Now, he will ask if I am "bleeding" or some other such lovely way of addressing it. Then when days have gone by, he will check by asking if things are done wanting to resume sex.

I guess this problem is twofold. First, his lousy attitude. He never used to be so negative about it. Why the need for the crude language? His attitude, I do not get where it has come from. I understand he has the right to feel like he does. He says I take it personally like I think his not wanting to have sex is to do with me. I don't... But I do, if that makes sense?
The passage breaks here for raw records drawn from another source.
//! Server configuration module
//!
//! Handles loading and parsing of server configuration from files and environment variables.

use std::env;
use std::path::PathBuf;

use anyhow::{Context, Result};
use serde::{Deserialize, Serialize};

/// Server configuration
#[derive(Debug, Clone, Serialize, Deserialize)]
pub struct ServerConfig {
    /// Path to the configuration file
    #[serde(skip)]
    pub config_path: PathBuf,

    /// Server name shown in logs
    #[serde(default = "default_server_name")]
    pub server_name: String,

    /// Address the WebSocket listener binds to
    #[serde(default = "default_bind_address")]
    pub bind_address: String,

    /// WebSocket port for game clients
    #[serde(default = "default_websocket_port")]
    pub websocket_port: u16,

    /// Largest inbound frame that will be decoded
    #[serde(default = "default_max_message_size")]
    pub max_message_size: usize,

    /// Frames buffered per connection before senders wait
    #[serde(default = "default_outbound_queue_size")]
    pub outbound_queue_size: usize,

    /// Enable debug logging
    #[serde(default)]
    pub debug: bool,

    /// Seasonal event configuration
    #[serde(default)]
    pub event: EventConfig,
}

/// Seasonal event configuration
#[derive(Debug, Clone, Default, Serialize, Deserialize)]
pub struct EventConfig {
    /// Player names allowed to modify the event state
    #[serde(default)]
    pub admin_players: Vec<String>,

    /// Phases the event starts with
    #[serde(default)]
    pub phases: Vec<PhaseConfig>,
}

/// Initial settings of one event phase
#[derive(Debug, Clone, Serialize, Deserialize, PartialEq, Eq)]
pub struct PhaseConfig {
    /// Gifts needed to complete the phase
    pub gifts_goal: u32,

    /// Activate this phase when the previous one completes
    #[serde(default)]
    pub activate_automatically: bool,
}

// Default value functions
fn default_server_name() -> String {
    "Stagerelay".to_string()
}

fn default_bind_address() -> String {
    "0.0.0.0".to_string()
}

fn default_websocket_port() -> u16 {
    42069
}

fn default_max_message_size() -> usize {
    65536
}

fn default_outbound_queue_size() -> usize {
    256
}

impl Default for ServerConfig {
    fn default() -> Self {
        Self {
            config_path: PathBuf::from("config/server.toml"),
            server_name: default_server_name(),
            bind_address: default_bind_address(),
            websocket_port: default_websocket_port(),
            max_message_size: default_max_message_size(),
            outbound_queue_size: default_outbound_queue_size(),
            debug: false,
            event: EventConfig::default(),
        }
    }
}

impl ServerConfig {
    /// Load configuration from file and environment variables
    pub async fn load() -> Result<Self> {
        // Determine config path from environment or use default
        let config_path = env::var("STAGERELAY_CONFIG")
            .map(PathBuf::from)
            .unwrap_or_else(|_| PathBuf::from("config/server.toml"));

        let mut config = if config_path.exists() {
            let content = tokio::fs::read_to_string(&config_path)
                .await
                .with_context(|| {
                    format!("Failed to read config file: {}", config_path.display())
                })?;

            Self::from_toml(&content).with_context(|| {
                format!("Failed to parse config file: {}", config_path.display())
            })?
        } else {
            tracing::warn!(
                "Config file not found at {}, using defaults",
                config_path.display()
            );
            Self::default()
        };

        config.config_path = config_path;

        // Override with environment variables
        config.apply_env_overrides();

        config.validate()?;

        Ok(config)
    }

    /// Parse configuration from TOML text
    pub fn from_toml(content: &str) -> Result<Self> {
        Ok(toml::from_str(content)?)
    }

    /// Apply environment variable overrides
    fn apply_env_overrides(&mut self) {
        if let Ok(val) = env::var("STAGERELAY_SERVER_NAME") {
            self.server_name = val;
        }
        if let Ok(val) = env::var("STAGERELAY_BIND_ADDRESS") {
            self.bind_address = val;
        }
        if let Ok(val) = env::var("STAGERELAY_WEBSOCKET_PORT") {
            if let Ok(port) = val.parse() {
                self.websocket_port = port;
            }
        }
        if let Ok(val) = env::var("STAGERELAY_MAX_MESSAGE_SIZE") {
            if let Ok(size) = val.parse() {
                self.max_message_size = size;
            }
        }
        if let Ok(val) = env::var("STAGERELAY_OUTBOUND_QUEUE_SIZE") {
            if let Ok(size) = val.parse() {
                self.outbound_queue_size = size;
            }
        }
        if let Ok(val) = env::var("STAGERELAY_DEBUG") {
            self.debug = val.to_lowercase() == "true" || val == "1";
        }
        if let Ok(val) = env::var("STAGERELAY_EVENT_ADMINS") {
            self.event.admin_players = parse_name_list(&val);
        }
    }

    /// Validate the configuration
    fn validate(&self) -> Result<()> {
        if self.websocket_port == 0 {
            anyhow::bail!("WebSocket port must be non-zero");
        }

        if self.max_message_size < 64 {
            anyhow::bail!("Max message size must be at least 64 bytes");
        }

        if self.outbound_queue_size == 0 {
            anyhow::bail!("Outbound queue size must be at least 1");
        }

        Ok(())
    }

    /// Address string for the WebSocket listener
    pub fn listen_address(&self) -> String {
        format!("{}:{}", self.bind_address, self.websocket_port)
    }
}

fn parse_name_list(val: &str) -> Vec<String> {
    val.split(',')
        .map(str::trim)
        .filter(|name| !name.is_empty())
        .map(str::to_string)
        .collect()
}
Second, things become all about him. If he gets in the mood, he will ask me to give him a hand. He appears to think that somehow my libido disappears during my period and never seems to consider that I might want a helping hand. I called him on it the other day and he stopped dead, I could see it had not occurred to him that I may still get in the mood, which is crazy considering I am more HD than him!

It is weird, putting the time of the month thing aside, I actually stopped giving him unsolicited BJs and other stuff just for him, because it was *never* returned. I enjoy doing those things but I have never been able to fathom why he would never want to do that for me. A perfect time would be during that time of the month, *and* with me being HD, it would make perfect sense, no?

I guess it is another example of how he just does not think about sex unless *he* wants it.

Not sure if I am asking a question but feel better for ranting


----------



## countrybumpkin (Nov 8, 2012)

walkingwounded said:


> So, my H *hates* the thought of sex during my period.
> 
> I am fine with it. Does not bother me at all.
> 
> ...



I can say that sex on my period is something I don't do. We have on a few occasions had sex in the shower during that week but it is not something either of us would want on a regular basis. It's a little on the nasty/ messy side. I still give him bjs during that time because it's not his fault that I bleed and he shouldn't have to suffer. But all the work that I put into that is always returned when that week is done.
_Posted via Mobile Device_


----------



## CuddleBug (Nov 26, 2012)

When it's that time of the month for my wife, she gives me 1 -2 BJ's and I'm good with that. If she was adventurous and wanted sex during her period, I would definitely go for it. Maybe I'm not the norm on this.


----------



## romantic_guy (Nov 8, 2011)

Neither one of us really likes to have sex during her periods. For one thing for many years she flowed very heavily and had bad cramps...not so good for feeling sexual. At almost 57 she is still having them. She has always been great about giving me hand jobs during those times. She has no desire to orgasm during her periods, but I would find a way to help her if she wanted.


----------



## EnjoliWoman (Jul 2, 2012)

Orgasms are fabulous for cramps.

I don't care. I've never been with any guy who had cared. Then again it's very light and only lasts 4 days. Oddly one guy who was against oral was fine with sex during my period. Go figure - I thought he'd be queasy about it.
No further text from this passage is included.